Attorney General Doug Peterson announced the settlement, part of a series of settlements with other states and the federal government.
Under the agreement, Volkswagen will provide cash payments to affected consumers, buy back or modify certain VW and Audio 2.0-liter diesel vehicles, and end deceptive advertising.
An investigation by attorneys general throughout the country confirmed Volkswagen sold more than 570,000 2.0- and 3.0-liter diesel vehicles in the United States equipped with “defeat device” software. The software was designed to circumvent emissions standards without being detected by regulators. Volkswagen falsely claimed their vehicles were environmentally friendly or “green.” The engines, in fact, emitted harmful oxides of nitrogen (NOx) at rates many times higher than the law permitted.

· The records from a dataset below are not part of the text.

//! Subscriber installation for structured logs.
//!
//! The engine logs through `tracing` macros only. This module installs the
//! global subscriber: an `EnvFilter` plus a pretty or JSON fmt layer.

use tracing_subscriber::{layer::SubscriberExt, util::SubscriberInitExt, EnvFilter};

use crate::{TelemetryConfig, TelemetryError};

/// Build the level filter: `RUST_LOG` wins, then the configured level.
pub fn build_filter(config: &TelemetryConfig) -> Result<EnvFilter, TelemetryError> {
    EnvFilter::try_from_default_env()
        .or_else(|_| EnvFilter::try_new(&config.log_level))
        .map_err(|e| TelemetryError::Config(e.to_string()))
}

/// Install the global tracing subscriber.
///
/// Fails with `TelemetryError::SubscriberInit` if a subscriber is already set.
pub fn init_tracing(config: &TelemetryConfig) -> Result<(), TelemetryError> {
    let env_filter = build_filter(config)?;

    if config.json_logs {
        // JSON output for containers/production
        let json_layer = tracing_subscriber::fmt::layer()
            .json()
            .with_target(true)
            .with_thread_ids(true)
            .with_file(true)
            .with_line_number(true)
            .with_current_span(true);

        tracing_subscriber::registry()
            .with(env_filter)
            .with(config.console_output.then_some(json_layer))
            .try_init()
            .map_err(|e| TelemetryError::SubscriberInit(e.to_string()))?;
    } else {
        // Pretty output for development
        let fmt_layer = tracing_subscriber::fmt::layer()
            .with_target(true)
            .with_thread_ids(false)
            .with_file(false)
            .with_line_number(false)
            .with_ansi(true);

        tracing_subscriber::registry()
            .with(env_filter)
            .with(config.console_output.then_some(fmt_layer))
            .try_init()
            .map_err(|e| TelemetryError::SubscriberInit(e.to_string()))?;
    }

    tracing::info!(
        service = %config.service_name,
        json_logs = config.json_logs,
        "tracing initialized"
    );

    Ok(())
}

The coordinated settlements resolve consumer protection claims raised by a coalition of 43 states and jurisdictions against Volkswagen AG, Audi AG, and Volkswagen Group of America, Inc., Porsche AG and Porsche Cars, North America, Inc. – collectively referred to as Volkswagen. They also resolve actions against Volkswagen brought by the EPA and the Department of Justice, the Federal Trade Commission, California, and car owners in private class action suits.

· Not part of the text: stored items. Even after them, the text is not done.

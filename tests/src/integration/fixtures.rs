//! # Test Fixtures
//!
//! A `World` is one engine plus the handles tests need to steer it: the
//! manual clock, the event bus, the directory and a few signing agents.

use std::sync::Arc;

use chrono::{DateTime, TimeDelta, Utc};
use pap_bus::{EventFilter, EventSubscriber, InMemoryEventBus, Subscription};
use pap_crypto::{EnvelopeSigner, P256KeyPair, SigningKeyPair};
use pap_engine::{
    Clock, EngineConfig, EngineDeps, EnvelopeEngine, InMemoryDirectory, InMemoryKeyRegistry,
    ManualClock, RecordingDelivery,
};
use pap_types::{
    AgentIdentity, ControlDirective, Envelope, ErrorCode, ErrorMessage, HandshakeAck, Invoke,
    MessageBody, OutputChunk, Response, Target,
};

pub const CLUSTER: &str = "cluster-a";
pub const WORKER: &str = "worker-1";
pub const METHOD: &str = "analyze";

pub struct World {
    pub engine: EnvelopeEngine,
    pub clock: Arc<ManualClock>,
    pub bus: Arc<InMemoryEventBus>,
    pub delivery: Arc<RecordingDelivery>,
    pub directory: Arc<InMemoryDirectory>,
    pub keys: Arc<InMemoryKeyRegistry>,
    /// `focus` in `cluster-a`, Ed25519.
    pub focus: EnvelopeSigner,
    /// `worker-1` in `cluster-a`, ECDSA P-256.
    pub worker: EnvelopeSigner,
    /// `supervisor` in `cluster-a`, Ed25519.
    pub supervisor: EnvelopeSigner,
}

impl World {
    pub fn new() -> Self {
        Self::with_config(EngineConfig::default())
    }

    pub fn with_config(config: EngineConfig) -> Self {
        let clock = Arc::new(ManualClock::new(Utc::now()));
        let bus = Arc::new(InMemoryEventBus::new());
        let delivery = Arc::new(RecordingDelivery::new());
        let directory = Arc::new(InMemoryDirectory::new());
        directory.register_agent(WORKER, None, "tcp://worker-1:7000", [METHOD]);

        let focus = EnvelopeSigner::ed25519(AgentIdentity::new("focus", CLUSTER));
        let worker = EnvelopeSigner::new(
            AgentIdentity::new(WORKER, CLUSTER),
            SigningKeyPair::P256(P256KeyPair::generate()),
        );
        let supervisor = EnvelopeSigner::ed25519(AgentIdentity::new("supervisor", CLUSTER));

        let keys = Arc::new(InMemoryKeyRegistry::new());
        keys.register_signer(&focus);
        keys.register_signer(&worker);
        keys.register_signer(&supervisor);

        let engine = EnvelopeEngine::new(
            config,
            EngineDeps {
                clock: clock.clone(),
                keys: keys.clone(),
                directory: directory.clone(),
                delivery: delivery.clone(),
                publisher: bus.clone(),
            },
        )
        .expect("test config is valid");

        Self {
            engine,
            clock,
            bus,
            delivery,
            directory,
            keys,
            focus,
            worker,
            supervisor,
        }
    }

    pub fn now(&self) -> DateTime<Utc> {
        self.clock.now()
    }

    pub fn subscribe(&self, filter: EventFilter) -> Subscription {
        self.bus.subscribe(filter)
    }

    /// `focus` asks `worker-1` to analyze, due in `deadline`.
    pub fn invoke(&self, deadline: TimeDelta) -> Envelope {
        let body = MessageBody::Invoke(
            Invoke::new(Target::agent(WORKER), METHOD).with_deadline(self.now() + deadline),
        );
        self.focus.sign_at(body, self.now()).expect("signing")
    }

    /// `worker-1` answers `correlation_id` with one chunk.
    pub fn response(
        &self,
        correlation_id: &str,
        status: ErrorCode,
        is_final: bool,
        data: &[u8],
    ) -> Envelope {
        let body = MessageBody::Response(
            Response::new(status)
                .with_final(is_final)
                .with_outputs(vec![OutputChunk::new("text/plain", data.to_vec())]),
        );
        self.worker
            .sign_at(body, self.now())
            .expect("signing")
            .with_correlation(correlation_id)
    }

    pub fn error(&self, correlation_id: &str, code: ErrorCode, message: &str) -> Envelope {
        let body = MessageBody::Error(ErrorMessage {
            code,
            message: message.into(),
            recoverable: None,
            details: None,
        });
        self.worker
            .sign_at(body, self.now())
            .expect("signing")
            .with_correlation(correlation_id)
    }

    pub fn ack(&self, correlation_id: &str, accepted: bool) -> Envelope {
        let body = MessageBody::HandshakeAck(HandshakeAck {
            accepted,
            reason: None,
        });
        self.worker
            .sign_at(body, self.now())
            .expect("signing")
            .with_correlation(correlation_id)
    }

    pub fn control(&self, directive: ControlDirective) -> Envelope {
        self.supervisor
            .sign_at(MessageBody::Control(directive), self.now())
            .expect("signing")
    }
}

impl Default for World {
    fn default() -> Self {
        Self::new()
    }
}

Under the settlements, Volkswagen will be required to implement a restitution and recall program for more than 475,000 owners and lessees of 2.0-liter diesel vehicles, of the model year 2009 through 2015 listed at a maximum cost of just over $10 billion. This includes over 2,000 vehicles in Nebraska.
Upon approval of the court, Volkswagen owners affected will receive at least $5,100 and a choice between:
A buy back of the vehicle (based on pre-scandal NADA value); or
A modification to reduce NOx emissions provided that Volkswagen can develop a modification acceptable to regulators. Owners who choose the modification option would also receive an Extended Emission Warranty; and a Lemon Law-type remedy to protect against the possibility that the modification causes subsequent problems.

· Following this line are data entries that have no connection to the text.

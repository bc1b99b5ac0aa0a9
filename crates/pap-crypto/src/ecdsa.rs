//! # ECDSA Signatures
//!
//! `"ecdsa-p256"` (NIST P-256) and `"ecdsa-secp256k1"` over SHA-256.
//!
//! ## Encodings
//!
//! - Public keys: SEC1, compressed (33 bytes) or uncompressed (65 bytes).
//! - Signatures: fixed `r || s` (64 bytes); ASN.1 DER is accepted on verify.
//! - Signing is RFC 6979 deterministic and emits the fixed form.

use crate::CryptoError;
use zeroize::Zeroize;

// =============================================================================
// P-256
// =============================================================================

/// SEC1-encoded P-256 public key.
#[derive(Clone, Debug, PartialEq, Eq)]
pub struct P256PublicKey(p256::ecdsa::VerifyingKey);

impl P256PublicKey {
    pub fn from_sec1(bytes: &[u8]) -> Result<Self, CryptoError> {
        p256::ecdsa::VerifyingKey::from_sec1_bytes(bytes)
            .map(Self)
            .map_err(|_| CryptoError::InvalidPublicKey)
    }

    /// Compressed SEC1 bytes.
    pub fn to_sec1(&self) -> Vec<u8> {
        self.0.to_encoded_point(true).as_bytes().to_vec()
    }

    pub fn verify(&self, message: &[u8], signature: &[u8]) -> Result<(), CryptoError> {
        use p256::ecdsa::signature::Verifier;

        let sig = p256::ecdsa::Signature::from_slice(signature)
            .or_else(|_| p256::ecdsa::Signature::from_der(signature))
            .map_err(|_| CryptoError::InvalidSignatureFormat)?;

        self.0
            .verify(message, &sig)
            .map_err(|_| CryptoError::SignatureVerificationFailed)
    }
}

/// P-256 ECDSA keypair.
pub struct P256KeyPair {
    signing_key: p256::ecdsa::SigningKey,
}

impl P256KeyPair {
    pub fn generate() -> Self {
        Self {
            signing_key: p256::ecdsa::SigningKey::random(&mut rand::thread_rng()),
        }
    }

    /// Create from secret scalar bytes (32 bytes).
    pub fn from_bytes(bytes: [u8; 32]) -> Result<Self, CryptoError> {
        let signing_key = p256::ecdsa::SigningKey::from_bytes((&bytes).into())
            .map_err(|_| CryptoError::InvalidPrivateKey)?;
        Ok(Self { signing_key })
    }

    pub fn public_key(&self) -> P256PublicKey {
        P256PublicKey(self.signing_key.verifying_key().clone())
    }

    /// Sign a message (deterministic RFC 6979), fixed 64-byte encoding.
    pub fn sign(&self, message: &[u8]) -> Vec<u8> {
        use p256::ecdsa::signature::Signer;

        let sig: p256::ecdsa::Signature = self.signing_key.sign(message);
        sig.to_bytes().to_vec()
    }
}

impl Drop for P256KeyPair {
    fn drop(&mut self) {
        let mut bytes: [u8; 32] = self.signing_key.to_bytes().into();
        bytes.zeroize();
    }
}

// =============================================================================
// secp256k1
// =============================================================================

/// SEC1-encoded secp256k1 public key.
#[derive(Clone, Debug, PartialEq, Eq)]
pub struct Secp256k1PublicKey(k256::ecdsa::VerifyingKey);

impl Secp256k1PublicKey {
    pub fn from_sec1(bytes: &[u8]) -> Result<Self, CryptoError> {
        k256::ecdsa::VerifyingKey::from_sec1_bytes(bytes)
            .map(Self)
            .map_err(|_| CryptoError::InvalidPublicKey)
    }

    /// Compressed SEC1 bytes.
    pub fn to_sec1(&self) -> Vec<u8> {
        self.0.to_encoded_point(true).as_bytes().to_vec()
    }

    /// Verify a signature. High-S signatures are rejected.
    pub fn verify(&self, message: &[u8], signature: &[u8]) -> Result<(), CryptoError> {
        use k256::ecdsa::signature::Verifier;

        let sig = k256::ecdsa::Signature::from_slice(signature)
            .or_else(|_| k256::ecdsa::Signature::from_der(signature))
            .map_err(|_| CryptoError::InvalidSignatureFormat)?;

        self.0
            .verify(message, &sig)
            .map_err(|_| CryptoError::SignatureVerificationFailed)
    }
}

/// secp256k1 ECDSA keypair.
pub struct Secp256k1KeyPair {
    signing_key: k256::ecdsa::SigningKey,
}

impl Secp256k1KeyPair {
    pub fn generate() -> Self {
        Self {
            signing_key: k256::ecdsa::SigningKey::random(&mut rand::thread_rng()),
        }
    }

    /// Create from secret key bytes (32 bytes).
    pub fn from_bytes(bytes: [u8; 32]) -> Result<Self, CryptoError> {
        let signing_key = k256::ecdsa::SigningKey::from_bytes((&bytes).into())
            .map_err(|_| CryptoError::InvalidPrivateKey)?;
        Ok(Self { signing_key })
    }

    pub fn public_key(&self) -> Secp256k1PublicKey {
        Secp256k1PublicKey(self.signing_key.verifying_key().clone())
    }

    /// Sign a message (deterministic RFC 6979, low-S), fixed 64-byte encoding.
    pub fn sign(&self, message: &[u8]) -> Vec<u8> {
        use k256::ecdsa::signature::Signer;

        let sig: k256::ecdsa::Signature = self.signing_key.sign(message);
        sig.to_bytes().to_vec()
    }
}

impl Drop for Secp256k1KeyPair {
    fn drop(&mut self) {
        let mut bytes: [u8; 32] = self.signing_key.to_bytes().into();
        bytes.zeroize();
    }
}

In addition, Volkswagen will pay $2.7 billion into a trust to support environmental programs throughout the country to reduce emissions of NOx. Nebraska is eligible to receive $11,528,812.23.
Volkswagen will pay to the states more than $1,000 per car for repeated violations of state consumer protection laws; $570 million nationwide. Nebraska will receive $2,888,600.
Volkswagen will also pay $20 million to the states to offset the costs of the investigation.